Mapping Canada's Music by Helmut Kallmann

Mapping Canada's Music by Helmut Kallmann

Author:Helmut Kallmann
Language: eng
Format: epub
Publisher: Wilfrid Laurier University Press
Published: 2013-03-15T00:00:00+00:00


A Major Contribution to Music in Canada

The extraordinary blossoming of musical activity in Canada after the Second World War undoubtedly owed much to favourable economic, technological, patriotic and other historical forces. However, it was due also to a conscious self-mobilization, a collective will to create better institutions for training and employing musicians. In this process the refugees from Hitler’s Germany played a major role. As in other spheres of life, Germany’s loss was Canada’s gain. The areas of activity ranged from St. John’s, NL, where Leipzig-born Andreas Barban (1914–1993) taught and played piano, to British Columbia, where Ida Halpern (1910–1987), a Viennese, researched and recorded Indian music and promoted concerts. Of national importance, but resident in Toronto, were Arnold Walter (1902–1973), master reformer and organizer, Nicholas Goldschmidt (b. 1908),2 grand organizer of festivals (both Moravian-born), Herman Geiger-Torel (1907–1976) from Frankfurt/Main, genius of opera production, and the Berlin-born conductor and apostle of Bruckner and Mahler, Heinz Unger (1895–1965). Hardly less impressive were the contributions of such singers-voice teachers as Ernesto Vinci (Berlin-born), Emmy Heim and Irene Jessner (both from Vienna), the harpsichordist Greta Kraus (from Vienna), the brothers Otto (composer and violist) and Walter (cellist) Joachim (from Düsseldorf), the conductor Mario Duschenes (from Altona), the singer Jan Simons (from Düsseldorf), the all-round musician Alfred Rosé (from Vienna) and many others.

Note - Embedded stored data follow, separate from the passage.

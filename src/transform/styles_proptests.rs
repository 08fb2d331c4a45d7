use super::*;
use proptest::prelude::*;

/// 間隔系プロパティのいずれか
fn spacing_prop_strategy() -> impl Strategy<Value = &'static str> {
    prop::sample::select(SPACING_PROPS.to_vec())
}

proptest! {
    /// 2回適用しても結果は1回適用と同じ（冪等性）
    #[test]
    fn prop_apply_is_idempotent(
        prop in spacing_prop_strategy(),
        spacing in 0u32..10_000,
        font in 0u32..512,
        radius in 0u32..512
    ) {
        let input = format!(
            "  {prop}: {spacing},\n  fontSize: {font},\n  borderRadius: {radius},\n"
        );
        let rules = StyleRules::new();
        let once = rules.apply(&input);
        let twice = rules.apply(&once);
        prop_assert_eq!(once, twice);
    }

    /// 裸の整数値はヘルパー呼び出しに包まれる
    #[test]
    fn prop_bare_integers_are_wrapped(
        prop in spacing_prop_strategy(),
        value in 0u32..10_000
    ) {
        let input = format!("  {prop}: {value},\n");
        let output = StyleRules::new().apply(&input);
        prop_assert_eq!(
            output,
            format!("  {prop}: getResponsiveSpacing({value}),\n")
        );
    }

    /// 小数値は書き換え対象外
    #[test]
    fn prop_decimal_values_are_untouched(
        prop in spacing_prop_strategy(),
        whole in 0u32..100,
        frac in 1u32..10
    ) {
        let input = format!("  {prop}: {whole}.{frac},\n");
        let output = StyleRules::new().apply(&input);
        prop_assert_eq!(output, input);
    }
}
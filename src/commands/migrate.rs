//! rsm migrate コマンド
//!
//! 対象スクリーンへ responsive import を挿入し、ハードコードされた
//! スタイル値をヘルパー呼び出しへ書き換える。各ファイルは変更前に
//! タイムスタンプ付きでバックアップされる。

use crate::config::MigrateConfig;
use crate::fs::RealFs;
use crate::migrate::{FileReport, MigrateResult, Migrator, Outcome};
use crate::output::MigrateSummary;
use clap::Parser;
use owo_colors::OwoColorize;
use std::path::PathBuf;

#[derive(Debug, Parser)]
pub struct Args {
    /// Directory containing the target screen files
    #[arg(long)]
    pub dir: Option<PathBuf>,

    /// Target file names (defaults to the built-in screen list)
    #[arg(long = "file", value_name = "NAME")]
    pub file: Vec<String>,
}

pub fn run(args: Args) -> Result<(), String> {
    let mut config = MigrateConfig::default();
    if let Some(dir) = args.dir {
        config = config.with_dir(dir);
    }
    if !args.file.is_empty() {
        config = config.with_files(args.file);
    }

    let migrator = Migrator::new(&RealFs, config);
    let result = process_all(&migrator);

    // 集計を表示
    let summary = MigrateSummary::format(
        result.updated_count(),
        result.skip_count(),
        result.failure_count(),
    );
    println!("\n{} {}", summary.prefix, summary.message);

    // 失敗があれば非0終了
    if result.failure_count() > 0 {
        return Err(format!(
            "{} file(s) failed to migrate",
            result.failure_count()
        ));
    }

    Ok(())
}

/// 宣言順に全ファイルを処理する
fn process_all(migrator: &Migrator) -> MigrateResult {
    println!("Making target screens responsive...");

    let mut result = MigrateResult::default();
    let files = migrator.config().files.clone();

    for name in files {
        println!("\nProcessing: {}", name.cyan());
        let report = migrator.process_file(&name);
        print_report(&report);
        result.record(report);
    }

    result
}

fn print_report(report: &FileReport) {
    match &report.outcome {
        Outcome::Updated => match &report.backup {
            Some(backup) => println!(
                "  {} updated (backup: {})",
                "✓".green(),
                backup.display()
            ),
            None => println!("  {} updated", "✓".green()),
        },
        Outcome::Skipped(reason) => {
            println!("  {} skipped: {}", "•".yellow(), reason.message());
        }
        Outcome::Failed(error) => {
            println!("  {} failed: {}", "✗".red(), error);
        }
    }
}

#[cfg(test)]
#[path = "migrate_test.rs"]
mod tests;
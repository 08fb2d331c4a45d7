//! 移行結果の定義

use std::path::PathBuf;

/// スキップ理由
///
/// いずれも想定内の分岐であり、エラーとしては扱わない。
#[derive(Debug, Clone, Copy, PartialEq, Eq)]
pub enum SkipReason {
    /// ファイルが存在しない
    NotFound,
    /// StyleSheet を使用していない
    NoStyleSheet,
    /// responsive import が既に存在する
    AlreadyResponsive,
    /// 挿入先となる react-native import が見つからない
    AnchorNotFound,
}

impl SkipReason {
    pub fn message(&self) -> &'static str {
        match self {
            SkipReason::NotFound => "file not found",
            SkipReason::NoStyleSheet => "no StyleSheet usage",
            SkipReason::AlreadyResponsive => "already has responsive imports",
            SkipReason::AnchorNotFound => "no react-native import to anchor on",
        }
    }
}

/// 1ファイルの処理結果
#[derive(Debug, Clone, PartialEq, Eq)]
pub enum Outcome {
    /// 変換して書き戻した
    Updated,
    /// 想定内の理由で何もしなかった
    Skipped(SkipReason),
    /// 読み書きに失敗した
    Failed(String),
}

/// ファイルごとのレポート
#[derive(Debug, Clone, PartialEq, Eq)]
pub struct FileReport {
    /// 対象ファイル名
    pub file: String,
    /// 作成されたバックアップのパス（作成前にスキップした場合は None）
    pub backup: Option<PathBuf>,
    /// 処理結果
    pub outcome: Outcome,
}

impl FileReport {
    pub fn updated(file: impl Into<String>, backup: PathBuf) -> Self {
        Self {
            file: file.into(),
            backup: Some(backup),
            outcome: Outcome::Updated,
        }
    }

    pub fn skipped(file: impl Into<String>, reason: SkipReason) -> Self {
        Self {
            file: file.into(),
            backup: None,
            outcome: Outcome::Skipped(reason),
        }
    }

    /// バックアップ作成後にスキップが確定したケース
    pub fn skipped_after_backup(
        file: impl Into<String>,
        reason: SkipReason,
        backup: PathBuf,
    ) -> Self {
        Self {
            file: file.into(),
            backup: Some(backup),
            outcome: Outcome::Skipped(reason),
        }
    }

    pub fn failed(file: impl Into<String>, error: impl Into<String>) -> Self {
        Self {
            file: file.into(),
            backup: None,
            outcome: Outcome::Failed(error.into()),
        }
    }

    /// バックアップ作成後に書き戻しで失敗したケース
    pub fn failed_after_backup(
        file: impl Into<String>,
        error: impl Into<String>,
        backup: PathBuf,
    ) -> Self {
        Self {
            file: file.into(),
            backup: Some(backup),
            outcome: Outcome::Failed(error.into()),
        }
    }
}

/// 移行結果の集計
#[derive(Debug, Clone, Default)]
pub struct MigrateResult {
    /// 更新されたファイル
    pub updated: Vec<FileReport>,
    /// スキップされたファイル
    pub skipped: Vec<FileReport>,
    /// 失敗したファイル
    pub failed: Vec<FileReport>,
}

impl MigrateResult {
    /// レポートを結果へ振り分ける
    pub fn record(&mut self, report: FileReport) {
        match report.outcome {
            Outcome::Updated => self.updated.push(report),
            Outcome::Skipped(_) => self.skipped.push(report),
            Outcome::Failed(_) => self.failed.push(report),
        }
    }

    /// 更新数
    pub fn updated_count(&self) -> usize {
        self.updated.len()
    }

    /// スキップ数
    pub fn skip_count(&self) -> usize {
        self.skipped.len()
    }

    /// 失敗数
    pub fn failure_count(&self) -> usize {
        self.failed.len()
    }

    /// 全アイテム数
    pub fn total_count(&self) -> usize {
        self.updated.len() + self.skipped.len() + self.failed.len()
    }

    /// 結果が空か（何も処理されなかった）
    pub fn is_empty(&self) -> bool {
        self.total_count() == 0
    }

    /// 全て成功したか（失敗なし）
    pub fn is_success(&self) -> bool {
        self.failed.is_empty()
    }
}

#[cfg(test)]
#[path = "result_test.rs"]
mod tests;
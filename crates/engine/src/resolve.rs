use bootsmith_core::{BootMode, BootModeRequest, SourceOrigin, WindowsSource};
use std::path::{Path, PathBuf};

/// Relative locations of an install-image file inside a mounted image, in
/// search order.
pub const INSTALL_IMAGE_CANDIDATES: &[&str] = &[
    "sources/install.wim",
    "sources/install.esd",
    "install.wim",
    "install.esd",
];

/// Effective boot mode. An explicit request passes through; `Auto` is a
/// content heuristic over the populated target volume: an `EFI` directory
/// present after the copy means the image expects UEFI firmware.
pub fn resolve_boot_mode(requested: BootModeRequest, volume_root: &Path) -> BootMode {
    match requested {
        BootModeRequest::Bios => BootMode::Bios,
        BootModeRequest::Uefi => BootMode::Uefi,
        BootModeRequest::Auto => {
            if volume_root.join("EFI").is_dir() {
                BootMode::Uefi
            } else {
                BootMode::Bios
            }
        }
    }
}

/// Finds the installation source root for the UEFI install path. An
/// image-embedded source wins over anything the caller or host supplies.
/// The ladder always lands somewhere, so this cannot fail; whether the
/// chosen root actually exists is checked at install time.
pub fn locate_windows_source(
    image_root: &Path,
    override_root: Option<&Path>,
    default_root: &Path,
) -> WindowsSource {
    for candidate in INSTALL_IMAGE_CANDIDATES {
        let file = image_root.join(candidate);
        if file.is_file() {
            // Source root is the grandparent of the install-image file,
            // clamped to the image root: for a root-level hit the grandparent
            // would be the mount point's parent, outside the image.
            let root = file
                .parent()
                .and_then(Path::parent)
                .filter(|root| root.starts_with(image_root))
                .map(Path::to_path_buf)
                .unwrap_or_else(|| image_root.to_path_buf());
            return WindowsSource {
                root,
                origin: SourceOrigin::DetectedFromImage,
            };
        }
    }

    let windows_dir = image_root.join("Windows");
    if windows_dir.is_dir() {
        return WindowsSource {
            root: windows_dir,
            origin: SourceOrigin::DetectedFromImage,
        };
    }

    if let Some(root) = override_root {
        return WindowsSource {
            root: root.to_path_buf(),
            origin: SourceOrigin::CallerOverride,
        };
    }

    WindowsSource {
        root: PathBuf::from(default_root),
        origin: SourceOrigin::SystemDefault,
    }
}

#[cfg(test)]
mod tests {
    use super::*;
    use std::fs;

    #[test]
    fn explicit_requests_pass_through() {
        let dir = tempfile::tempdir().unwrap();
        fs::create_dir_all(dir.path().join("EFI")).unwrap();
        assert_eq!(
            resolve_boot_mode(BootModeRequest::Bios, dir.path()),
            BootMode::Bios
        );
        assert_eq!(
            resolve_boot_mode(BootModeRequest::Uefi, dir.path()),
            BootMode::Uefi
        );
    }

    #[test]
    fn auto_follows_efi_directory_presence() {
        let with_efi = tempfile::tempdir().unwrap();
        fs::create_dir_all(with_efi.path().join("EFI/BOOT")).unwrap();
        assert_eq!(
            resolve_boot_mode(BootModeRequest::Auto, with_efi.path()),
            BootMode::Uefi
        );

        let without = tempfile::tempdir().unwrap();
        assert_eq!(
            resolve_boot_mode(BootModeRequest::Auto, without.path()),
            BootMode::Bios
        );
    }

    #[test]
    fn auto_ignores_an_efi_file() {
        let dir = tempfile::tempdir().unwrap();
        fs::write(dir.path().join("EFI"), b"not a directory").unwrap();
        assert_eq!(
            resolve_boot_mode(BootModeRequest::Auto, dir.path()),
            BootMode::Bios
        );
    }

    #[test]
    fn install_image_beats_windows_directory() {
        let image = tempfile::tempdir().unwrap();
        fs::create_dir_all(image.path().join("sources")).unwrap();
        fs::write(image.path().join("sources/install.wim"), b"wim").unwrap();
        fs::create_dir_all(image.path().join("Windows")).unwrap();

        let source = locate_windows_source(image.path(), None, Path::new("/fallback"));
        assert_eq!(source.origin, SourceOrigin::DetectedFromImage);
        assert_eq!(source.root, image.path());
    }

    #[test]
    fn root_level_install_image_keeps_the_image_root() {
        let image = tempfile::tempdir().unwrap();
        fs::write(image.path().join("install.wim"), b"wim").unwrap();

        // The file's grandparent is outside the mounted image; the located
        // root must stay inside it.
        let source = locate_windows_source(image.path(), None, Path::new("/fallback"));
        assert_eq!(source.origin, SourceOrigin::DetectedFromImage);
        assert_eq!(source.root, image.path());
    }

    #[test]
    fn windows_directory_is_second_choice() {
        let image = tempfile::tempdir().unwrap();
        fs::create_dir_all(image.path().join("Windows")).unwrap();

        let source = locate_windows_source(image.path(), None, Path::new("/fallback"));
        assert_eq!(source.origin, SourceOrigin::DetectedFromImage);
        assert_eq!(source.root, image.path().join("Windows"));
    }

    #[test]
    fn override_beats_system_default() {
        let image = tempfile::tempdir().unwrap();
        let source = locate_windows_source(
            image.path(),
            Some(Path::new("/custom/source")),
            Path::new("/fallback"),
        );
        assert_eq!(source.origin, SourceOrigin::CallerOverride);
        assert_eq!(source.root, PathBuf::from("/custom/source"));
    }

    #[test]
    fn empty_image_falls_back_to_system_default() {
        let image = tempfile::tempdir().unwrap();
        let source = locate_windows_source(image.path(), None, Path::new("/fallback"));
        assert_eq!(source.origin, SourceOrigin::SystemDefault);
        assert_eq!(source.root, PathBuf::from("/fallback"));
    }
}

None of the above musicians had been in Canadian refugee internment camps. To conclude I will provide a brief survey of other ex-internees who left a mark on Canadian music. Apart from Newmark’s, the greatest reputations were enjoyed by Helmut Blume, Walter Homburger and Franz Kraemer. Blume (b. Berlin 1914) [d. Montreal 1998], a student of Hindemith’s, and a virtuoso pianist of whose brilliant recitals in Sherbrooke’s Camp N I heard only a few, spent a few years with the CBC International Service, broadcasting to Germany by shortwave. Subsequently he became well known as a music broadcaster on the CBC’s domestic radio and TV services, introducing much contemporary music to Canadian listeners. At McGill University he served as professor of piano and for many years as dean of the Faculty of Music. During those years the Faculty established an electronic music studio, planned the move to a larger building and greatly expanded its music program.

Newmark’s erstwhile page-turner Walter Homburger (b. Karlsruhe 1924), not a musician by training, became a concert agent whose International Artists Concert Agency introduced many great artists to Toronto and other cities. He was for some years also the manager of Glenn Gould and others. In 1962 Homburger was appointed manager of the Toronto Symphony Orchestra and was spectacularly helpful in the orchestra’s rise to fame and financial health.

Franz Kraemer (b. Vienna 1914) [d. Toronto 1999], like Blume, worked in the CBC International Service for some years. When CBC television was started his Austrian background, including studies with Alban Berg, made him a natural choice for opera production, including Peter Grimes, Elektra, The Magic Flute, Otello, and Louis Riel. He also produced TV programs about Stravinsky, Gould and Rostropovich. Later, Kraemer became director of music programs for Toronto’s St.